As for, spiritual practices are prevalent among fishers. The finding that the respondents mainly attribute climate change to God’s anger, second only to natural variability, may be due to deeply rooted religious beliefs. Although Armah et al. (2017) did not identify religion to be a predictor of climate change perceptions in the homogenous Buddhist community of Cambodia, other studies such as that conducted by Mbaye et al. (2023) in Senegal have reported that some fishers believe that failure to follow religious doctrine can lead to divine punishment through environmental changes (Mbaye et al., 2023). In some cases, religion provides purpose and a framework for navigating life, playing diverse roles in societies (Veldman et al., 2013).
Lastly, the representation of the correlation between different traditional knowledge sectors with demographic variable shown that only spiritual practices with age that has significant positive correlation which indicated the older fishers could be engaged to more spiritual practices. This is influence by the social norm in Terengganu suggesting that older folks are likely to be involved in religious activities as they get older (Zainab et al., 2012). Empirical knowledge, resource management knowledge, and institutional knowledge showed that it is not dependent on fisher’s age. This means that experience alone may be gathered through other means like direct learning, community sharing, through NGO initiatives, media interactions or other exposures. In Mexico, external actors like the NGOs help builds transfer knowledge to the community (Fernández-Rivera Melo et al., 2024) while in Indonesia, a transformative shift towards digital learning to help with fishers’ adaptive capacity (Ayunda Pratiwi et al., 2023). This research implied that fishers’ educational level and monthly income do not significantly impact their empirical knowledge and resource management skills. Hence, knowledge acquisition can be beyond formal education hence fishers’ with lower educational level should be prioritized in marine environmental education programme to encourage them to be more positive towards embracing any conservation efforts (Braga et al., 2017).

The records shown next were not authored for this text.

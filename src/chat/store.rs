//! Per-session storage keyed by session id.
//!
//! Each session's mutable state (context, cache, key cooldowns, history) is
//! confined to its own [`ChatSession`]; the store hands out sessions by id
//! so state is never shared between users served by one process.

use crate::chat::session::ChatSession;
use std::collections::HashMap;
use uuid::Uuid;

/// Map of session id to chat session
#[derive(Default)]
pub struct SessionStore {
    sessions: HashMap<Uuid, ChatSession>,
}

impl SessionStore {
    pub fn new() -> Self {
        Self::default()
    }

    /// Register a new session and return its id
    pub fn create(&mut self, session: ChatSession) -> Uuid {
        let id = Uuid::new_v4();
        self.sessions.insert(id, session);
        id
    }

    pub fn get(&self, id: &Uuid) -> Option<&ChatSession> {
        self.sessions.get(id)
    }

    pub fn get_mut(&mut self, id: &Uuid) -> Option<&mut ChatSession> {
        self.sessions.get_mut(id)
    }

    /// Drop a session, destroying its state
    pub fn remove(&mut self, id: &Uuid) -> Option<ChatSession> {
        self.sessions.remove(id)
    }

    pub fn len(&self) -> usize {
        self.sessions.len()
    }

    pub fn is_empty(&self) -> bool {
        self.sessions.is_empty()
    }
}

#[cfg(test)]
mod tests {
    use super::*;
    use crate::chat::engine::ChatEngine;
    use crate::error::Result;
    use crate::llm::{ApiKeyPool, ChatMessage, GenerationConfig, LlmGateway};
    use async_trait::async_trait;
    use std::sync::Arc;

    struct EchoGateway;

    #[async_trait]
    impl LlmGateway for EchoGateway {
        async fn complete(
            &self,
            _model: &str,
            _api_key: &str,
            _system_instruction: &str,
            _history: &[ChatMessage],
            message: &str,
            _config: &GenerationConfig,
        ) -> Result<String> {
            Ok(format!("echo: {}", message))
        }
    }

    fn new_session() -> ChatSession {
        let engine = ChatEngine::new(Arc::new(EchoGateway), ApiKeyPool::single("test-key"));
        ChatSession::new(engine)
    }

    #[test]
    fn test_create_and_lookup() {
        let mut store = SessionStore::new();
        let id = store.create(new_session());

        assert_eq!(store.len(), 1);
        assert!(store.get(&id).is_some());
        assert!(store.get(&Uuid::new_v4()).is_none());
    }

    #[test]
    fn test_remove_destroys_session() {
        let mut store = SessionStore::new();
        let id = store.create(new_session());

        assert!(store.remove(&id).is_some());
        assert!(store.is_empty());
        assert!(store.remove(&id).is_none());
    }

    #[tokio::test]
    async fn test_sessions_do_not_share_state() {
        let mut store = SessionStore::new();
        let first = store.create(new_session());
        let second = store.create(new_session());

        store
            .get_mut(&first)
            .unwrap()
            .send("I'm a new graduate in software")
            .await;

        let first_session = store.get(&first).unwrap();
        let second_session = store.get(&second).unwrap();

        assert!(first_session.context().career_stage.is_set());
        assert_eq!(first_session.messages().len(), 2);

        assert!(!second_session.context().career_stage.is_set());
        assert!(second_session.messages().is_empty());
    }
}
use thiserror::Error;

/// Error type for estimator construction and state validation
#[derive(Debug, Error, PartialEq, Eq)]
pub enum EstimatorError {
    #[error("precision {precision} is out of range, maximum is {max}")]
    PrecisionOutOfRange { precision: i32, max: u8 },
    #[error("expected {expected} registers, found {actual}")]
    RegisterCountMismatch { expected: usize, actual: usize },
    #[error("register {index} holds {value}, maximum is {max}")]
    InvalidRegister { index: usize, value: u32, max: u32 },
    #[error("register index {index} is out of range, estimator has {registers} registers")]
    IndexOutOfRange { index: usize, registers: usize },
}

Adaptive capacity to climate change
This study revealed that all five domains of adaptive capacity are instrumental in building resilience within the fishing communities of Terengganu. Adaptation strategies are crucial to reducing vulnerabilities to climate change. Learning was identified as the highest adaptive capacity domain. In response to unpredictable weather, fishers have become more progressive in learning new fishing techniques, acquiring new fishing gear, and seeking access to resources from fishing agencies and the government. As emphasized by Abu Samah et al. (2019), technology plays a vital role in mitigating the risk of extreme weather and enhancing climate adaptation. For instance, GPS guides fishers from their fishing location back to their jetty, and echo sounders assist fishers in determining water depth and detecting fish.
Regarding agency, fishers emphasized that their voices are often overlooked. The majority of fishers expressed frustration with unfair treatment because officials did not take their complaints seriously and prioritized fishers from zones B (5–12 nm) and C (12–30 nm), which have higher revenue. Therefore, co-management between fishers, the Area Fishermen’s Association or Persatuan Nelayan Kawasan (PNK), and government agencies is essential to fishers’ adaptation (Susilo et al., 2021).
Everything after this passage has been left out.